Chris referred me to you and your website. We were both victims of a “scam” by CCDN. I had just asked him how he was handling his current debt situation and he said maybe you may have some ideas for our doom & gloom. It’s excellent to hear that things are looking up for him.
Anyway, I read your ebook, regarding debt and pulling yourself out. All good solid advise, and an obvious direction we would all like to go in. If possible. I have been working with the budget information to gather a more realistic perspective of our most recent dilema.
Here’s my current situation. Any insight you may have… I would be extremely grateful.
First off, we started this nightmare in 2006. Due to our involvement with CCDN, we had obtained 3 judgments. We live in Michigan; not a consumer friendly State. At this time we have everything against us and little going for us. We have managed to pay off two of the judgments. I still have the one remaining, along with other debt. I had contacted the attorney after the judgment (Discover) was issued and they would do nothing other than accept a large sum to prevent the garnishment process, followed by a large monthly payment which we could not afford. I did not make a commitment, since I knew it was beyond our means. I think you know where it went from there. So far they have been unable to obtain wage garnishment? They have however garnished our tax return & a small bank account which I was happy to give up since it’s all I had to offer. And possibly placed a lein on our property. The statistics in this state should be inclusive of the forced bankruptcy’s due to situations much like mine. The courts were a debt collectors heaven, very sad.
The worse begins here. I was recently laid off. My husband’s pay was cut this year by 10%. Around April of this year I managed to get a part time seasonal job which they asked me to stay on. Thank God for that. I am a survivor, and will do whatever I can to make ends meet. I am not opposed to working 3 jobs if need be, however, the probability of finding them in Michigan in this economy will be rough. Not to mention, what is available, pays very little. I remain hopeful.
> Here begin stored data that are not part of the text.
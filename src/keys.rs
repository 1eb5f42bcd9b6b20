//! This module defines byte wrappers for cryptographic keys.
//!
//! 这个模块为加密密钥定义了字节包装器。
use zeroize::Zeroizing;

use crate::error::Result;

/// A byte wrapper for a symmetric encryption key.
///
/// This struct stores raw key bytes that are zeroized on drop. Backends
/// convert it to a concrete cipher key only at the point of use, which
/// keeps version bookkeeping independent of the algorithm.
///
/// 对称加密密钥的字节包装器。
#[derive(Debug, Clone)]
pub struct SymmetricKey(pub Zeroizing<Vec<u8>>);

impl SymmetricKey {
    /// Create a new symmetric key from bytes
    ///
    /// 从字节创建一个新的对称密钥
    pub fn new(bytes: impl Into<Zeroizing<Vec<u8>>>) -> Self {
        Self(bytes.into())
    }

    /// Generates a new random symmetric key of the specified length.
    ///
    /// This is what backends call when creating or rotating a key. It uses
    /// the operating system's cryptographically secure random number
    /// generator.
    ///
    /// 生成一个指定长度的新的随机对称密钥。
    ///
    /// # Arguments
    ///
    /// * `len` - The desired length of the key in bytes.
    pub fn generate(len: usize) -> Result<Self> {
        use rand::{rngs::OsRng, TryRngCore};
        let mut key_bytes = vec![0; len];
        OsRng.try_fill_bytes(&mut key_bytes)?;
        Ok(Self::new(key_bytes))
    }

    /// Get a reference to the raw bytes of the key
    ///
    /// 获取密钥原始字节的引用
    pub fn as_bytes(&self) -> &[u8] {
        &self.0
    }

    /// Consume the key and return the inner bytes
    ///
    /// 消耗密钥并返回内部字节
    pub fn into_bytes(self) -> Zeroizing<Vec<u8>> {
        self.0
    }

    pub fn len(&self) -> usize {
        self.0.len()
    }

    pub fn is_empty(&self) -> bool {
        self.0.is_empty()
    }
}

#[cfg(test)]
mod tests {
    use super::*;

    #[test]
    fn test_symmetric_key_generate() {
        let key1 = SymmetricKey::generate(32).unwrap();
        let key2 = SymmetricKey::generate(32).unwrap();

        assert_eq!(key1.len(), 32);
        assert_eq!(key2.len(), 32);
        assert_ne!(
            key1.as_bytes(),
            key2.as_bytes(),
            "Generated keys should be unique"
        );
    }

    #[test]
    fn test_symmetric_key_from_bytes() {
        let key_bytes = vec![0u8; 32];
        let key = SymmetricKey::new(key_bytes.clone());

        assert_eq!(key.as_bytes(), key_bytes.as_slice());
    }
}
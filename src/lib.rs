//! `kms-flow` is a unified multi-cloud key-management workflow library.
//! It provides one interface over several key-management platforms
//! (a Vault-transit-style engine, an AWS-KMS-style service, and a
//! GCP-KMS-style service), with self-describing ciphertext that routes
//! back to the key that produced it and key rotation that keeps old
//! ciphertext decryptable.

pub mod backend;
pub mod common;
pub mod config;
pub mod crypto;
pub mod error;
pub mod keys;
pub mod manager;
pub mod provider;

pub use common::algorithms::SymmetricAlgorithm;
pub use common::handle::KeyHandle;
pub use common::platform::Platform;
pub use config::KmsConfig;
pub use error::{Error, Result};
pub use manager::MultiCloudKms;
pub use provider::{KeyInfo, KeyState, KmsProvider};
pub mod algorithms;
pub mod envelope;
pub mod handle;
pub mod platform;
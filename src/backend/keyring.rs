//! Versioned key bookkeeping shared by the reference backends.
//!
//! Every decrypt-side invariant lives here: version fencing, destroyed
//! versions, and key state are enforced in one place so the three backends
//! only differ in naming and lifecycle surface.

use std::collections::BTreeMap;
use std::time::{SystemTime, UNIX_EPOCH};

use crate::common::algorithms::SymmetricAlgorithm;
use crate::common::handle::KeyHandle;
use crate::common::platform::Platform;
use crate::error::{Error, Result};
use crate::keys::SymmetricKey;
use crate::provider::{KeyInfo, KeyState};

pub(crate) fn now_ms() -> i64 {
    SystemTime::now()
        .duration_since(UNIX_EPOCH)
        .unwrap_or_default()
        .as_millis() as i64
}

/// One key version. Material is dropped on destruction but the version
/// number stays reserved so it can never be reused.
struct KeyVersion {
    material: Option<SymmetricKey>,
}

/// A named key with its full version history.
pub(crate) struct VersionedKey {
    algorithm: SymmetricAlgorithm,
    state: KeyState,
    min_decryption_version: u32,
    primary_version: u32,
    versions: BTreeMap<u32, KeyVersion>,
    created_at_ms: i64,
}

impl VersionedKey {
    /// Creates the key with an initial version 1.
    pub fn new(algorithm: SymmetricAlgorithm) -> Result<Self> {
        let mut versions = BTreeMap::new();
        versions.insert(
            1,
            KeyVersion {
                material: Some(SymmetricKey::generate(algorithm.key_size())?),
            },
        );
        Ok(Self {
            algorithm,
            state: KeyState::Enabled,
            min_decryption_version: 1,
            primary_version: 1,
            versions,
            created_at_ms: now_ms(),
        })
    }

    pub fn algorithm(&self) -> SymmetricAlgorithm {
        self.algorithm
    }

    pub fn state(&self) -> KeyState {
        self.state
    }

    pub fn latest_version(&self) -> u32 {
        // A key always holds at least version 1.
        self.versions.keys().next_back().copied().unwrap_or(1)
    }

    pub fn primary_version(&self) -> u32 {
        self.primary_version
    }

    pub fn live_versions(&self) -> Vec<u32> {
        self.versions
            .iter()
            .filter(|(_, v)| v.material.is_some())
            .map(|(n, _)| *n)
            .collect()
    }

    fn check_usable(&self, key_id: &str) -> Result<()> {
        match self.state {
            KeyState::Enabled => Ok(()),
            KeyState::Disabled => Err(Error::KeyDisabled(key_id.to_string())),
            KeyState::PendingDeletion => Err(Error::KeyPendingDeletion(key_id.to_string())),
        }
    }

    /// Appends a new version and makes it primary.
    pub fn rotate(&mut self, key_id: &str) -> Result<u32> {
        self.check_usable(key_id)?;
        let next = self.latest_version() + 1;
        self.versions.insert(
            next,
            KeyVersion {
                material: Some(SymmetricKey::generate(self.algorithm.key_size())?),
            },
        );
        self.primary_version = next;
        Ok(next)
    }

    /// Points encryption at an existing live version.
    pub fn set_primary(&mut self, key_id: &str, version: u32) -> Result<()> {
        match self.versions.get(&version) {
            None => Err(Error::VersionNotFound {
                key_id: key_id.to_string(),
                version,
            }),
            Some(v) if v.material.is_none() => Err(Error::VersionDestroyed {
                key_id: key_id.to_string(),
                version,
            }),
            Some(_) => {
                self.primary_version = version;
                Ok(())
            }
        }
    }

    /// Irreversibly drops one version's material. Other versions keep
    /// working; the version number is never reused.
    pub fn destroy_version(&mut self, key_id: &str, version: u32) -> Result<()> {
        let entry = self
            .versions
            .get_mut(&version)
            .ok_or_else(|| Error::VersionNotFound {
                key_id: key_id.to_string(),
                version,
            })?;
        if entry.material.is_none() {
            return Err(Error::VersionDestroyed {
                key_id: key_id.to_string(),
                version,
            });
        }
        entry.material = None;
        Ok(())
    }

    /// Fences off decryption of ciphertext older than `version`.
    pub fn set_min_decryption_version(&mut self, key_id: &str, version: u32) -> Result<()> {
        if version == 0 || version > self.latest_version() {
            return Err(Error::VersionNotFound {
                key_id: key_id.to_string(),
                version,
            });
        }
        self.min_decryption_version = version;
        Ok(())
    }

    pub fn enable(&mut self) {
        self.state = KeyState::Enabled;
    }

    pub fn disable(&mut self) {
        self.state = KeyState::Disabled;
    }

    pub fn schedule_deletion(&mut self) {
        self.state = KeyState::PendingDeletion;
    }

    /// Resolves the material used for a fresh encryption.
    pub fn material_for_encrypt(&self, key_id: &str) -> Result<(u32, &SymmetricKey)> {
        self.check_usable(key_id)?;
        let version = self.primary_version;
        let material = self
            .versions
            .get(&version)
            .and_then(|v| v.material.as_ref())
            .ok_or(Error::VersionDestroyed {
                key_id: key_id.to_string(),
                version,
            })?;
        Ok((version, material))
    }

    /// Resolves the material named by a ciphertext envelope.
    pub fn material_for_decrypt(&self, key_id: &str, version: u32) -> Result<&SymmetricKey> {
        self.check_usable(key_id)?;
        if version < self.min_decryption_version {
            return Err(Error::VersionBelowMinimum {
                key_id: key_id.to_string(),
                version,
                min_version: self.min_decryption_version,
            });
        }
        let entry = self
            .versions
            .get(&version)
            .ok_or_else(|| Error::VersionNotFound {
                key_id: key_id.to_string(),
                version,
            })?;
        entry.material.as_ref().ok_or(Error::VersionDestroyed {
            key_id: key_id.to_string(),
            version,
        })
    }

    /// Snapshot for `describe_key`, with the handle naming the latest
    /// version under the platform's identifier scheme.
    pub fn info(&self, platform: Platform, key_id: &str) -> KeyInfo {
        KeyInfo {
            handle: KeyHandle::new(platform, key_id, self.latest_version()),
            algorithm: self.algorithm,
            state: self.state,
            min_decryption_version: self.min_decryption_version,
            versions: self.live_versions(),
            created_at_ms: self.created_at_ms,
        }
    }
}

#[cfg(test)]
mod tests {
    use super::*;

    fn key() -> VersionedKey {
        VersionedKey::new(SymmetricAlgorithm::Aes256Gcm).unwrap()
    }

    #[test]
    fn test_new_key_starts_at_version_one() {
        let k = key();
        assert_eq!(k.latest_version(), 1);
        assert_eq!(k.primary_version(), 1);
        assert_eq!(k.live_versions(), vec![1]);
    }

    #[test]
    fn test_rotation_is_strictly_increasing() {
        let mut k = key();
        assert_eq!(k.rotate("k").unwrap(), 2);
        assert_eq!(k.rotate("k").unwrap(), 3);
        assert_eq!(k.latest_version(), 3);
        assert_eq!(k.primary_version(), 3);
        assert_eq!(k.live_versions(), vec![1, 2, 3]);
    }

    #[test]
    fn test_rotation_keeps_old_material() {
        let mut k = key();
        let v1_bytes = k.material_for_decrypt("k", 1).unwrap().as_bytes().to_vec();
        k.rotate("k").unwrap();

        assert_eq!(k.material_for_decrypt("k", 1).unwrap().as_bytes(), v1_bytes);
        let (version, v2) = k.material_for_encrypt("k").unwrap();
        assert_eq!(version, 2);
        assert_ne!(v2.as_bytes(), v1_bytes.as_slice());
    }

    #[test]
    fn test_min_decryption_version_fences() {
        let mut k = key();
        k.rotate("k").unwrap();
        k.rotate("k").unwrap();
        k.set_min_decryption_version("k", 2).unwrap();

        assert!(matches!(
            k.material_for_decrypt("k", 1),
            Err(Error::VersionBelowMinimum { min_version: 2, .. })
        ));
        assert!(k.material_for_decrypt("k", 2).is_ok());
    }

    #[test]
    fn test_min_decryption_version_bounds() {
        let mut k = key();
        assert!(k.set_min_decryption_version("k", 0).is_err());
        assert!(k.set_min_decryption_version("k", 5).is_err());
    }

    #[test]
    fn test_destroyed_version_refuses_decryption() {
        let mut k = key();
        k.rotate("k").unwrap();
        k.destroy_version("k", 1).unwrap();

        assert!(matches!(
            k.material_for_decrypt("k", 1),
            Err(Error::VersionDestroyed { version: 1, .. })
        ));
        assert!(k.material_for_decrypt("k", 2).is_ok());
        assert_eq!(k.live_versions(), vec![2]);
        // Version numbers are never reused.
        assert_eq!(k.rotate("k").unwrap(), 3);
    }

    #[test]
    fn test_destroying_twice_fails() {
        let mut k = key();
        k.rotate("k").unwrap();
        k.destroy_version("k", 1).unwrap();
        assert!(matches!(
            k.destroy_version("k", 1),
            Err(Error::VersionDestroyed { .. })
        ));
    }

    #[test]
    fn test_destroyed_primary_refuses_encryption() {
        let mut k = key();
        k.destroy_version("k", 1).unwrap();
        assert!(matches!(
            k.material_for_encrypt("k"),
            Err(Error::VersionDestroyed { .. })
        ));
    }

    #[test]
    fn test_set_primary_to_older_version() {
        let mut k = key();
        k.rotate("k").unwrap();
        k.set_primary("k", 1).unwrap();
        let (version, _) = k.material_for_encrypt("k").unwrap();
        assert_eq!(version, 1);

        assert!(k.set_primary("k", 9).is_err());
    }

    #[test]
    fn test_disabled_key_refuses_both_directions() {
        let mut k = key();
        k.disable();
        assert!(matches!(
            k.material_for_encrypt("k"),
            Err(Error::KeyDisabled(_))
        ));
        assert!(matches!(
            k.material_for_decrypt("k", 1),
            Err(Error::KeyDisabled(_))
        ));

        k.enable();
        assert!(k.material_for_encrypt("k").is_ok());
    }

    #[test]
    fn test_pending_deletion_refuses_rotation() {
        let mut k = key();
        k.schedule_deletion();
        assert!(matches!(
            k.rotate("k"),
            Err(Error::KeyPendingDeletion(_))
        ));
    }
}
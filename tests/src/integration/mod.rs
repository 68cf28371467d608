//! Cross-subsystem flows over the in-memory adapters.

pub mod auction_flows;
pub mod concurrency;
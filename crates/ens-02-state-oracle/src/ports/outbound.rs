//! # Driven Ports (SPI - Outbound)
//!
//! Read side of the ledger collaborator. Every method is a confirmed-state
//! read and must not mutate anything.

use async_trait::async_trait;
use shared_types::{Address, Hash, LedgerError};

use crate::domain::AuctionEntry;

/// Typed reads against the registry, registrar and resolver contracts.
///
/// ## Implementation Notes
///
/// A JSON-RPC adapter translates each method into an `eth_call` against the
/// given contract; test adapters answer from memory.
#[async_trait]
pub trait RegistryReader: Send + Sync {
    /// Owner record of a node in the registry (zero when unset).
    async fn owner(&self, node: Hash) -> Result<Address, LedgerError>;

    /// Resolver record of a node in the registry (zero when unset).
    async fn resolver(&self, node: Hash) -> Result<Address, LedgerError>;

    /// Auction entry for a label hash at the given registrar.
    async fn auction_entry(
        &self,
        registrar: Address,
        label_hash: Hash,
    ) -> Result<AuctionEntry, LedgerError>;

    /// Deed created for a sealed bid (zero when no such bid was placed).
    async fn sealed_bid_deed(
        &self,
        registrar: Address,
        bidder: Address,
        commitment: Hash,
    ) -> Result<Address, LedgerError>;

    /// Address record held by a resolver for a node (zero when unset).
    async fn resolved_address(&self, resolver: Address, node: Hash) -> Result<Address, LedgerError>;
}
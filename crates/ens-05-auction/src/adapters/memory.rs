//! # In-Memory Ledger
//!
//! Records every submission together with the session it was signed in, and
//! applies accepted calls to an `InMemoryRegistry` so multi-step flows can
//! be driven without a node.

use async_trait::async_trait;
use ens_01_codec::keccak256;
use ens_02_state_oracle::{InMemoryRegistry, LifecycleState};
use ens_04_tx_session::{NonceOverride, TransactionSession};
use parking_lot::Mutex;
use shared_types::{Address, Hash, LedgerError, TxHash, U256};
use std::sync::atomic::{AtomicU64, Ordering};
use std::sync::Arc;
use std::time::Duration;
use tracing::debug;

use crate::domain::ContractCall;
use crate::ports::LedgerSubmitter;

/// One submission as the ledger saw it.
#[derive(Debug, Clone, PartialEq, Eq)]
pub struct SubmittedTransaction {
    /// Sending account.
    pub from: Address,
    /// Target contract.
    pub to: Address,
    /// Value attached at submission time.
    pub value: U256,
    /// Chain id.
    pub chain_id: u64,
    /// Gas price.
    pub gas_price: U256,
    /// Nonce override.
    pub nonce: NonceOverride,
    /// The call.
    pub call: ContractCall,
    /// Hash returned, `None` when rejected.
    pub tx_hash: Option<TxHash>,
}

#[derive(Debug, Default)]
struct Behaviour {
    reject: Option<String>,
    delay: Option<Duration>,
}

/// In-memory ledger for testing.
#[derive(Debug)]
pub struct InMemoryLedger {
    registry: Arc<InMemoryRegistry>,
    submitted: Mutex<Vec<SubmittedTransaction>>,
    behaviour: Mutex<Behaviour>,
    sequence: AtomicU64,
}

impl InMemoryLedger {
    /// Ledger applying accepted calls to `registry`.
    pub fn new(registry: Arc<InMemoryRegistry>) -> Self {
        Self {
            registry,
            submitted: Mutex::new(Vec::new()),
            behaviour: Mutex::new(Behaviour::default()),
            sequence: AtomicU64::new(0),
        }
    }

    /// Registry this ledger writes to.
    pub fn registry(&self) -> &Arc<InMemoryRegistry> {
        &self.registry
    }

    /// Reject every subsequent submission with `reason`, or accept again.
    pub fn set_reject(&self, reason: Option<&str>) {
        self.behaviour.lock().reject = reason.map(str::to_string);
    }

    /// Hold every subsequent submission for `delay` before answering.
    pub fn set_delay(&self, delay: Option<Duration>) {
        self.behaviour.lock().delay = delay;
    }

    /// All submissions so far, accepted or not.
    pub fn submissions(&self) -> Vec<SubmittedTransaction> {
        self.submitted.lock().clone()
    }

    /// Number of submissions so far.
    pub fn submission_count(&self) -> usize {
        self.submitted.lock().len()
    }

    /// Deed address for a sealed bid placed in `tx_hash`.
    fn deed_for(tx_hash: &TxHash) -> Address {
        let mut bytes = [0u8; 20];
        bytes.copy_from_slice(&tx_hash.as_bytes()[12..]);
        Address::new(bytes)
    }

    fn apply(&self, to: Address, from: Address, call: &ContractCall, tx_hash: &TxHash) {
        match call {
            ContractCall::StartAuction { label_hash } => {
                self.registry.set_state(to, *label_hash, LifecycleState::Auction);
            }
            ContractCall::StartAuctionsAndBid {
                label_hashes,
                sealed_bid,
            } => {
                for label_hash in label_hashes {
                    self.registry.set_state(to, *label_hash, LifecycleState::Auction);
                }
                self.registry
                    .set_sealed_bid(to, from, *sealed_bid, Self::deed_for(tx_hash));
            }
            ContractCall::NewBid { sealed_bid } => {
                self.registry
                    .set_sealed_bid(to, from, *sealed_bid, Self::deed_for(tx_hash));
            }
            ContractCall::SetAddr { node, address } => {
                self.registry.set_address(to, *node, *address);
            }
            // Phase changes after reveal are driven by time on a real chain
            ContractCall::UnsealBid { .. } | ContractCall::FinalizeAuction { .. } => {}
        }
    }
}

#[async_trait]
impl LedgerSubmitter for InMemoryLedger {
    async fn submit(
        &self,
        session: &TransactionSession,
        call: &ContractCall,
    ) -> Result<TxHash, LedgerError> {
        let (reject, delay) = {
            let behaviour = self.behaviour.lock();
            (behaviour.reject.clone(), behaviour.delay)
        };

        let mut record = SubmittedTransaction {
            from: session.from(),
            to: session.target(),
            value: session.value(),
            chain_id: session.chain_id(),
            gas_price: session.gas_price(),
            nonce: session.nonce(),
            call: call.clone(),
            tx_hash: None,
        };

        if let Some(delay) = delay {
            tokio::time::sleep(delay).await;
        }

        if let Some(reason) = reject {
            self.submitted.lock().push(record);
            return Err(LedgerError::Rejected(reason));
        }

        let seq = self.sequence.fetch_add(1, Ordering::SeqCst);
        let mut preimage = Vec::new();
        preimage.extend_from_slice(record.from.as_bytes());
        preimage.extend_from_slice(&seq.to_be_bytes());
        preimage.extend_from_slice(&call.encode());
        let tx_hash: Hash = keccak256(&preimage);

        self.apply(record.to, record.from, call, &tx_hash);
        record.tx_hash = Some(tx_hash);
        self.submitted.lock().push(record);

        debug!(call = call.name(), %tx_hash, "In-memory ledger accepted transaction");
        Ok(tx_hash)
    }
}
Your ebook mentioned selling your house. Oh, would we love to do that! but, the market has taken a huge hit and that’s not the light at the end of this tunnel. We wouldn’t even break even. Additional employment, which I’m available and willing, but it may take sometime to find in this market. My current position at home depot is in shipping/receiving, it’s physical, 5 days a week and I am 49 year old woman. I like to think of it as I’m getting paid to go to the gym. Under no circumstance am I too proud to work for food 😉 Within the law that is. If it pays more than unemployment (which I haven’t received yet), then it’s a definate consideration.
Sorry for babbling. Our cc debt is about 20,000. (including the ugly judgment) I consider our dire situation as temporary. Seems bizzare to me to go through a bankruptcy, believing that chapter 7 is not an option for us. In Chapter 13, it appears that we would still be going through the very same thing that we are at this time, with the exception that we would have protection from the courts on possible wage garnishment and maybe a longer period of time to repair our credit? I’d prefer to struggle to make ends meet (as we have been), until at least I believe I have exhausted all possible avenues. My major issue is the judgment. It has been filed for over 2 years now. Have you had any experience in the past where people have been able to work something out with a creditor in this situation? Or should we just file & toss in the towel?
Thanking you in advance,
My concern is that your aversion to bankruptcy and the legal protections it offers has robbed you of both time and money, especially the money spent with CCDN.
I think I am safe in assuming that your goal is to resolve the debt in some way and that’s why you probably headed to CCDN to begin with.
I’d like for you to consider that your credit is already in the toilet with the defaults and judgments. In fact you are among the group of people that actually see an increase in their credit score with bankruptcy. Also think about how much worry, time, stress, and erosion this has brought to your life.
I wish I had some way to turn back the hands of time to 2006. Let’s just imagine I could for a moment. Picture this, instead of taking that ugly turn and winding up in the CCDN scam you had filed bankruptcy. The bankruptcy would have been over by now, your credit would be well on the way to being rebuilt, the judgments would have been avoided and your life would involve not stress or worry over the lingering debt.
You owe it to yourself to find a local bankruptcy attorney and go talk to them. In fact you can click here to find a local bankruptcy attorney you might like. Do this, make a free appointment and go talk to them. Don’t go with the intention of filing, go with the intention of learning. With that knowledge, go home, ponder it over and make a wise and informed decision.
Kimberly, I think you have a lot going for you. You’ve got a good attitude and work ethic, you are willing to embrace a solution to this and hopefully you are willing to take definitive action to close the door on this debt and for the first time in four years, move on.